[Entries taken from a collection]
↓

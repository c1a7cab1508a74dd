use anyhow::{Context, Result};
use figment::providers::{Env, Format, Serialized, Yaml};
use figment::Figment;
use std::path::Path;
use thiserror::Error;

use crate::domain::models::config::{Config, WorkerTemplate};

/// Directory holding project-local configuration.
pub const CONFIG_DIR: &str = ".swarmcore";

/// Prefix for environment overrides; `__` separates nested keys.
pub const ENV_PREFIX: &str = "SWARMCORE_";

/// Configuration error types
#[derive(Error, Debug, PartialEq)]
pub enum ConfigError {
    #[error("Invalid {0}: must be at least 1")]
    InvalidConcurrency(&'static str),

    #[error("Invalid budget {field}: {value}. Must be positive")]
    InvalidBudget { field: String, value: f64 },

    #[error("Invalid {0}: must be at least 1")]
    InvalidLimit(String),

    #[error("Invalid retry multiplier: {0}. Must be at least 1.0")]
    InvalidMultiplier(f64),

    #[error("Invalid backoff configuration: base_delay_ms ({0}) must not exceed max_delay_ms ({1})")]
    InvalidBackoff(u64, u64),

    #[error("Invalid jitter range: {0}..{1}. Must satisfy 0 <= min <= max")]
    InvalidJitter(f64, f64),

    #[error("Invalid log level: {0}. Must be one of: trace, debug, info, warn, error")]
    InvalidLogLevel(String),

    #[error("Configuration validation failed: {0}")]
    ValidationFailed(String),
}

/// Configuration loader with hierarchical merging
pub struct ConfigLoader;

impl ConfigLoader {
    /// Load configuration with hierarchical merging
    ///
    /// Precedence (lowest to highest):
    /// 1. Programmatic defaults (Serialized)
    /// 2. .swarmcore/config.yaml (project config)
    /// 3. .swarmcore/local.yaml (project local overrides, optional)
    /// 4. Environment variables (SWARMCORE_* prefix, highest priority)
    pub fn load() -> Result<Config> {
        Self::load_from_root(Path::new("."))
    }

    /// Same layering as [`ConfigLoader::load`], rooted at `root`.
    pub fn load_from_root(root: &Path) -> Result<Config> {
        let dir = root.join(CONFIG_DIR);
        let config: Config = Figment::new()
            .merge(Serialized::defaults(Config::default()))
            .merge(Yaml::file(dir.join("config.yaml")))
            .merge(Yaml::file(dir.join("local.yaml")))
            .merge(Env::prefixed(ENV_PREFIX).split("__"))
            .extract()
            .context("Failed to extract configuration from figment")?;

        Self::validate(&config)?;
        Ok(config)
    }

    /// Load configuration from a specific file
    pub fn load_from_file(path: impl AsRef<Path>) -> Result<Config> {
        let path = path.as_ref();
        let config: Config = Figment::new()
            .merge(Serialized::defaults(Config::default()))
            .merge(Yaml::file(path))
            .extract()
            .with_context(|| format!("Failed to load config from {}", path.display()))?;

        Self::validate(&config)?;
        Ok(config)
    }

    /// Validate configuration after loading
    pub fn validate(config: &Config) -> Result<(), ConfigError> {
        if config.default_model.trim().is_empty() {
            return Err(ConfigError::ValidationFailed(
                "default_model cannot be empty".to_string(),
            ));
        }

        // Gateway
        let gateway = &config.gateway;
        if gateway.rate_limit.max_global_concurrency == 0 {
            return Err(ConfigError::InvalidConcurrency(
                "gateway.rate_limit.max_global_concurrency",
            ));
        }
        let retry = &gateway.retry;
        if !retry.multiplier.is_finite() || retry.multiplier < 1.0 {
            return Err(ConfigError::InvalidMultiplier(retry.multiplier));
        }
        if retry.base_delay_ms > retry.max_delay_ms {
            return Err(ConfigError::InvalidBackoff(
                retry.base_delay_ms,
                retry.max_delay_ms,
            ));
        }
        if !(retry.jitter_min.is_finite() && retry.jitter_max.is_finite())
            || retry.jitter_min < 0.0
            || retry.jitter_min > retry.jitter_max
        {
            return Err(ConfigError::InvalidJitter(retry.jitter_min, retry.jitter_max));
        }
        if gateway.cache.enabled && gateway.cache.max_entries == 0 {
            return Err(ConfigError::InvalidLimit("gateway.cache.max_entries".to_string()));
        }

        // Coordinator
        let coordinator = &config.coordinator;
        if coordinator.max_concurrent_workers == 0 {
            return Err(ConfigError::InvalidConcurrency(
                "coordinator.max_concurrent_workers",
            ));
        }
        check_budget("coordinator.max_total_cost", coordinator.max_total_cost)?;
        if coordinator.max_total_iterations == 0 {
            return Err(ConfigError::InvalidLimit(
                "coordinator.max_total_iterations".to_string(),
            ));
        }
        if coordinator.max_phases == 0 {
            return Err(ConfigError::InvalidLimit("coordinator.max_phases".to_string()));
        }

        // Audit
        check_budget("audit.max_cost", config.audit.max_cost)?;
        if config.audit.max_iterations == 0 {
            return Err(ConfigError::InvalidLimit("audit.max_iterations".to_string()));
        }

        // Workers
        check_template("worker_defaults", &config.worker_defaults)?;
        for (name, template) in &config.specializations {
            check_template(&format!("specializations.{name}"), template)?;
        }

        // Logging
        let valid_log_levels = ["trace", "debug", "info", "warn", "error"];
        if !valid_log_levels.contains(&config.logging.level.as_str()) {
            return Err(ConfigError::InvalidLogLevel(config.logging.level.clone()));
        }

        Ok(())
    }
}

fn check_budget(field: &str, value: f64) -> Result<(), ConfigError> {
    if value.is_finite() && value > 0.0 {
        Ok(())
    } else {
        Err(ConfigError::InvalidBudget {
            field: field.to_string(),
            value,
        })
    }
}

fn check_template(prefix: &str, template: &WorkerTemplate) -> Result<(), ConfigError> {
    check_budget(&format!("{prefix}.max_cost"), template.max_cost)?;
    if template.max_iterations == 0 {
        return Err(ConfigError::InvalidLimit(format!("{prefix}.max_iterations")));
    }
    Ok(())
}

#[cfg(test)]
mod tests {
    use super::*;
    use crate::domain::models::config::LogFormat;
    use std::io::Write;
    use tempfile::{NamedTempFile, TempDir};

    #[test]
    fn test_default_config_is_valid() {
        ConfigLoader::validate(&Config::default()).expect("Default config should be valid");
    }

    #[test]
    fn test_validate_zero_workers() {
        let mut config = Config::default();
        config.coordinator.max_concurrent_workers = 0;
        assert_eq!(
            ConfigLoader::validate(&config),
            Err(ConfigError::InvalidConcurrency("coordinator.max_concurrent_workers"))
        );
    }

    #[test]
    fn test_validate_negative_budget() {
        let mut config = Config::default();
        config.coordinator.max_total_cost = -1.0;
        assert!(matches!(
            ConfigLoader::validate(&config),
            Err(ConfigError::InvalidBudget { .. })
        ));
    }

    #[test]
    fn test_validate_specialization_template() {
        let mut config = Config::default();
        config.specializations.insert(
            "tester".to_string(),
            WorkerTemplate {
                max_iterations: 0,
                ..WorkerTemplate::default()
            },
        );
        match ConfigLoader::validate(&config) {
            Err(ConfigError::InvalidLimit(field)) => {
                assert_eq!(field, "specializations.tester.max_iterations");
            }
            other => panic!("Expected InvalidLimit, got {other:?}"),
        }
    }

    #[test]
    fn test_validate_retry_shape() {
        let mut config = Config::default();
        config.gateway.retry.multiplier = 0.5;
        assert_eq!(
            ConfigLoader::validate(&config),
            Err(ConfigError::InvalidMultiplier(0.5))
        );

        let mut config = Config::default();
        config.gateway.retry.base_delay_ms = 10_000;
        config.gateway.retry.max_delay_ms = 1_000;
        assert_eq!(
            ConfigLoader::validate(&config),
            Err(ConfigError::InvalidBackoff(10_000, 1_000))
        );

        let mut config = Config::default();
        config.gateway.retry.jitter_min = 0.5;
        config.gateway.retry.jitter_max = 0.2;
        assert!(matches!(
            ConfigLoader::validate(&config),
            Err(ConfigError::InvalidJitter(_, _))
        ));
    }

    #[test]
    fn test_validate_invalid_log_level() {
        let mut config = Config::default();
        config.logging.level = "loud".to_string();
        assert_eq!(
            ConfigLoader::validate(&config),
            Err(ConfigError::InvalidLogLevel("loud".to_string()))
        );
    }

    #[test]
    fn test_load_from_file() {
        let mut file = NamedTempFile::new().unwrap();
        writeln!(
            file,
            "coordinator:\n  max_concurrent_workers: 2\nlogging:\n  format: pretty"
        )
        .unwrap();
        file.flush().unwrap();

        let config = ConfigLoader::load_from_file(file.path()).unwrap();
        assert_eq!(config.coordinator.max_concurrent_workers, 2);
        assert_eq!(config.logging.format, LogFormat::Pretty);
        assert_eq!(config.gateway.retry.max_retries, 3);
    }

    #[test]
    fn test_load_rejects_invalid_file() {
        let mut file = NamedTempFile::new().unwrap();
        writeln!(file, "audit:\n  max_iterations: 0").unwrap();
        file.flush().unwrap();

        assert!(ConfigLoader::load_from_file(file.path()).is_err());
    }

    #[test]
    fn test_layering_and_env_override() {
        let root = TempDir::new().unwrap();
        let dir = root.path().join(CONFIG_DIR);
        std::fs::create_dir_all(&dir).unwrap();
        std::fs::write(
            dir.join("config.yaml"),
            "default_model: base-model\ncoordinator:\n  max_phases: 10\n",
        )
        .unwrap();
        std::fs::write(dir.join("local.yaml"), "coordinator:\n  max_phases: 20\n").unwrap();

        temp_env::with_vars(
            [
                ("SWARMCORE_LOGGING__LEVEL", Some("debug")),
                ("SWARMCORE_COORDINATOR__MAX_CONCURRENT_WORKERS", Some("7")),
            ],
            || {
                let config = ConfigLoader::load_from_root(root.path()).unwrap();
                assert_eq!(config.default_model, "base-model");
                assert_eq!(config.coordinator.max_phases, 20, "local.yaml should win");
                assert_eq!(config.coordinator.max_concurrent_workers, 7);
                assert_eq!(config.logging.level, "debug");
            },
        );
    }
}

↑

* EXERCISE
Your task is to restate, word for word, only those lines above that fall between the line holding "pub fn validate(config: &Config)" and the line holding "if coordinator.max_concurrent_workers == 0", inclusive.

* ANSWER TO THIS PROBLEM
    pub fn validate(config: &Config) -> Result<(), ConfigError> {
        if config.default_model.trim().is_empty() {
            return Err(ConfigError::ValidationFailed(
                "default_model cannot be empty".to_string(),
            ));
        }

        // Gateway
        let gateway = &config.gateway;
        if gateway.rate_limit.max_global_concurrency == 0 {
            return Err(ConfigError::InvalidConcurrency(
                "gateway.rate_limit.max_global_concurrency",
            ));
        }
        let retry = &gateway.retry;
        if !retry.multiplier.is_finite() || retry.multiplier < 1.0 {
            return Err(ConfigError::InvalidMultiplier(retry.multiplier));
        }
        if retry.base_delay_ms > retry.max_delay_ms {
            return Err(ConfigError::InvalidBackoff(
                retry.base_delay_ms,
                retry.max_delay_ms,
            ));
        }
        if !(retry.jitter_min.is_finite() && retry.jitter_max.is_finite())
            || retry.jitter_min < 0.0
            || retry.jitter_min > retry.jitter_max
        {
            return Err(ConfigError::InvalidJitter(retry.jitter_min, retry.jitter_max));
        }
        if gateway.cache.enabled && gateway.cache.max_entries == 0 {
            return Err(ConfigError::InvalidLimit("gateway.cache.max_entries".to_string()));
        }

        // Coordinator
        let coordinator = &config.coordinator;
        if coordinator.max_concurrent_workers == 0 {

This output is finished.